Son tal como los recordaba, aunque no recordara ninguno literalmente. En Orfebre (1994) hay varios seguidos que varían sobre la mano que escribe el poema: “Qué es el hombre / pregunta la mano que escribe”, “Llueve en la mano que ha escrito / y el viento borra el poema” (mejor), “Un animal huye a través del laberinto / dejando sólo un rastro de baba / en que habita el poema” o “El Infierno pregunta / de quién es la mano que escribe”. La variante más curiosa: “Como un círculo / es la mano del insecto”. El primero citado no tiene mucho interés, pero sí el de iniciar el juego de variaciones, del que recoge su principal valor. Piezas en un conjunto, así recordaba el uso de los haikus en Panero (lo siento, pero ya en vida Leopoldo se había quedado con la propiedad del apellido). 

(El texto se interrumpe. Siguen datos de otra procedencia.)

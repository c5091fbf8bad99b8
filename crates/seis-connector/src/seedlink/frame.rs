//! SeedLink wire framing.
//!
//! Protocol 3 packets: `SL` + 6 hex digit sequence + 512-byte miniSEED 2
//! record, or `SLINFO` + 2 bytes + 512-byte INFO record.
//!
//! Protocol 4 packets: `SE` + format + subformat + u32 LE payload length
//! + u64 LE sequence + u8 station id length + station id + payload.

use std::ops::Range;

use crate::error::SeedLinkError;

pub const V3_HEADER_LEN: usize = 8;
pub const V3_RECORD_LEN: usize = 512;
pub const V4_FIXED_HEADER_LEN: usize = 17;

/// v3 sequence numbers are 24-bit
pub const V3_SEQ_MASK: u64 = 0xFF_FFFF;

/// Guard against garbage length fields
const V4_MAX_PAYLOAD: u32 = 16 * 1024 * 1024;

#[derive(Debug, Clone, Copy, PartialEq, Eq)]
pub enum ProtocolVersion {
    V3,
    V4,
}

#[derive(Debug, Clone, Copy, PartialEq, Eq)]
pub enum FrameKind {
    Data,
    /// INFO responses (including keepalive replies); never forwarded
    Info,
}

/// Location of one complete packet inside the receive buffer
#[derive(Debug, Clone, PartialEq, Eq)]
pub struct FrameHeader {
    pub kind: FrameKind,
    pub seqnum: u64,
    /// Payload format tag, e.g. `b'2'` or `b'3'`
    pub format: u8,
    pub subformat: u8,
    pub station: Option<Range<usize>>,
    pub payload: Range<usize>,
    /// Bytes to consume from the buffer
    pub total: usize,
}

impl FrameHeader {
    pub fn payload_len(&self) -> usize {
        self.payload.end - self.payload.start
    }
}

/// Locate the next packet; `Ok(None)` until the buffer holds a whole one
pub fn parse_frame(buf: &[u8], version: ProtocolVersion) -> Result<Option<FrameHeader>, SeedLinkError> {
    if buf.len() < 2 {
        return Ok(None);
    }
    match version {
        ProtocolVersion::V3 => parse_v3(buf),
        ProtocolVersion::V4 => parse_v4(buf),
    }
}

fn unexpected(buf: &[u8]) -> SeedLinkError {
    let shown: String = buf
        .iter()
        .take(16)
        .map(|&b| if b.is_ascii_graphic() { b as char } else { '.' })
        .collect();
    SeedLinkError::Protocol(format!("unexpected bytes in stream: '{}'", shown))
}

fn parse_v3(buf: &[u8]) -> Result<Option<FrameHeader>, SeedLinkError> {
    if &buf[0..2] != b"SL" {
        return Err(unexpected(buf));
    }
    if buf.len() < V3_HEADER_LEN {
        return Ok(None);
    }

    let header = &buf[2..V3_HEADER_LEN];
    let (kind, seqnum) = if header.starts_with(b"INFO") {
        (FrameKind::Info, 0)
    } else {
        let text = std::str::from_utf8(header).map_err(|_| unexpected(buf))?;
        let seq = u64::from_str_radix(text, 16).map_err(|_| unexpected(buf))?;
        (FrameKind::Data, seq)
    };

    let total = V3_HEADER_LEN + V3_RECORD_LEN;
    if buf.len() < total {
        return Ok(None);
    }
    Ok(Some(FrameHeader {
        kind,
        seqnum,
        format: b'2',
        subformat: b'D',
        station: None,
        payload: V3_HEADER_LEN..total,
        total,
    }))
}

fn parse_v4(buf: &[u8]) -> Result<Option<FrameHeader>, SeedLinkError> {
    if &buf[0..2] != b"SE" {
        return Err(unexpected(buf));
    }
    if buf.len() < V4_FIXED_HEADER_LEN {
        return Ok(None);
    }

    let format = buf[2];
    let subformat = buf[3];
    let payload_len = u32::from_le_bytes([buf[4], buf[5], buf[6], buf[7]]);
    if payload_len > V4_MAX_PAYLOAD {
        return Err(SeedLinkError::Protocol(format!(
            "implausible payload length {}",
            payload_len
        )));
    }
    let seqnum = u64::from_le_bytes([
        buf[8], buf[9], buf[10], buf[11], buf[12], buf[13], buf[14], buf[15],
    ]);
    let station_len = usize::from(buf[16]);

    let station = V4_FIXED_HEADER_LEN..V4_FIXED_HEADER_LEN + station_len;
    let payload = station.end..station.end + payload_len as usize;
    let total = payload.end;
    if buf.len() < total {
        return Ok(None);
    }

    // JSON info responses and explicit INFO subformat
    let kind = if format == b'J' || subformat == b'I' {
        FrameKind::Info
    } else {
        FrameKind::Data
    };

    Ok(Some(FrameHeader {
        kind,
        seqnum,
        format,
        subformat,
        station: (station_len > 0).then_some(station),
        payload,
        total,
    }))
}

/// `NET_STA` from a miniSEED 2 header, for protocol 3 packets
pub fn v2_station_key(record: &[u8]) -> Option<String> {
    if record.len() < 20 {
        return None;
    }
    let trim = |b: &[u8]| -> Option<String> {
        std::str::from_utf8(b)
            .ok()
            .map(|s| s.trim_end_matches([' ', '\0']).to_string())
    };
    let sta = trim(&record[8..13])?;
    let net = trim(&record[18..20])?;
    Some(format!("{}_{}", net, sta))
}

/// Argument for DATA when resuming after `last`
pub fn resume_argument(last: u64, version: ProtocolVersion) -> String {
    match version {
        ProtocolVersion::V3 => format!("{:06X}", (last + 1) & V3_SEQ_MASK),
        ProtocolVersion::V4 => (last + 1).to_string(),
    }
}

/// One line of a command response, without the line terminator
pub fn take_line(buf: &[u8]) -> Option<(String, usize)> {
    let end = buf.iter().position(|&b| b == b'\n')?;
    let line = String::from_utf8_lossy(&buf[..end])
        .trim_end_matches('\r')
        .to_string();
    Some((line, end + 1))
}

#[cfg(test)]
pub(crate) mod tests {
    use super::*;

    pub(crate) fn v3_packet(seq: u32, record: &[u8]) -> Vec<u8> {
        let mut out = format!("SL{:06X}", seq).into_bytes();
        let mut rec = record.to_vec();
        rec.resize(V3_RECORD_LEN, 0);
        out.extend_from_slice(&rec);
        out
    }

    pub(crate) fn v4_packet(format: u8, subformat: u8, seq: u64, station: &str, payload: &[u8]) -> Vec<u8> {
        let mut out = b"SE".to_vec();
        out.push(format);
        out.push(subformat);
        out.extend_from_slice(&(payload.len() as u32).to_le_bytes());
        out.extend_from_slice(&seq.to_le_bytes());
        out.push(station.len() as u8);
        out.extend_from_slice(station.as_bytes());
        out.extend_from_slice(payload);
        out
    }

    #[test]
    fn test_v3_data_packet() {
        let pkt = v3_packet(0x00_1A2B, b"000001D COLA 00BHZIU");
        let header = parse_frame(&pkt, ProtocolVersion::V3).unwrap().unwrap();
        assert_eq!(header.kind, FrameKind::Data);
        assert_eq!(header.seqnum, 0x1A2B);
        assert_eq!(header.payload_len(), 512);
        assert_eq!(header.total, 520);
        assert_eq!(v2_station_key(&pkt[header.payload]), Some("IU_COLA".to_string()));
    }

    #[test]
    fn test_v3_incomplete() {
        let pkt = v3_packet(1, b"");
        assert_eq!(parse_frame(&pkt[..300], ProtocolVersion::V3).unwrap(), None);
        assert_eq!(parse_frame(&pkt[..5], ProtocolVersion::V3).unwrap(), None);
    }

    #[test]
    fn test_v3_info_packet() {
        let mut pkt = b"SLINFO *".to_vec();
        pkt.resize(520, b' ');
        let header = parse_frame(&pkt, ProtocolVersion::V3).unwrap().unwrap();
        assert_eq!(header.kind, FrameKind::Info);
    }

    #[test]
    fn test_v3_garbage() {
        assert!(parse_frame(b"ERROR\r\n", ProtocolVersion::V3).is_err());
        assert!(parse_frame(b"SLZZZZZZ", ProtocolVersion::V3).is_err());
    }

    #[test]
    fn test_v4_data_packet() {
        let pkt = v4_packet(b'3', b'D', 123_456_789_012, "IU_COLA", b"payload");
        let header = parse_frame(&pkt, ProtocolVersion::V4).unwrap().unwrap();
        assert_eq!(header.kind, FrameKind::Data);
        assert_eq!(header.format, b'3');
        assert_eq!(header.seqnum, 123_456_789_012);
        assert_eq!(&pkt[header.station.clone().unwrap()], b"IU_COLA");
        assert_eq!(&pkt[header.payload.clone()], b"payload");
        assert_eq!(header.total, pkt.len());

        assert_eq!(parse_frame(&pkt[..pkt.len() - 1], ProtocolVersion::V4).unwrap(), None);
    }

    #[test]
    fn test_v4_info_packet() {
        let pkt = v4_packet(b'J', b'I', 0, "", b"{}");
        let header = parse_frame(&pkt, ProtocolVersion::V4).unwrap().unwrap();
        assert_eq!(header.kind, FrameKind::Info);
        assert_eq!(header.station, None);
    }

    #[test]
    fn test_resume_argument() {
        assert_eq!(resume_argument(0x1A, ProtocolVersion::V3), "00001B");
        assert_eq!(resume_argument(0xFF_FFFF, ProtocolVersion::V3), "000000");
        assert_eq!(resume_argument(41, ProtocolVersion::V4), "42");
    }

    #[test]
    fn test_take_line() {
        assert_eq!(take_line(b"OK\r\nrest"), Some(("OK".to_string(), 4)));
        assert_eq!(take_line(b"partial"), None);
    }
}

Así veo que fue en la que creo primera aparición en su obra, que habría sido en Narciso en el acorde último de las flautas (1979), donde aparecen tres variantes sobre la relación entre su rostro y la nieve, una de ellas tan simple como eliminar la coma en el segundo verso de: “Yo soy sólo mi perfil. / Cuando la nieve cae, de mi rostro / nada se ve” y la otra “Cuando la Nieve caiga / no estaré ya”. No me convence ninguno. Yo optaría por esto:


Cuando la nieve cae

de mi rostro 

nada se ve


Lo profiero por la ambigüedad que da la falta de puntuación. Me gusta cuando varios versos no dejan claro cuál va con cuál y son varias las opciones válidas. 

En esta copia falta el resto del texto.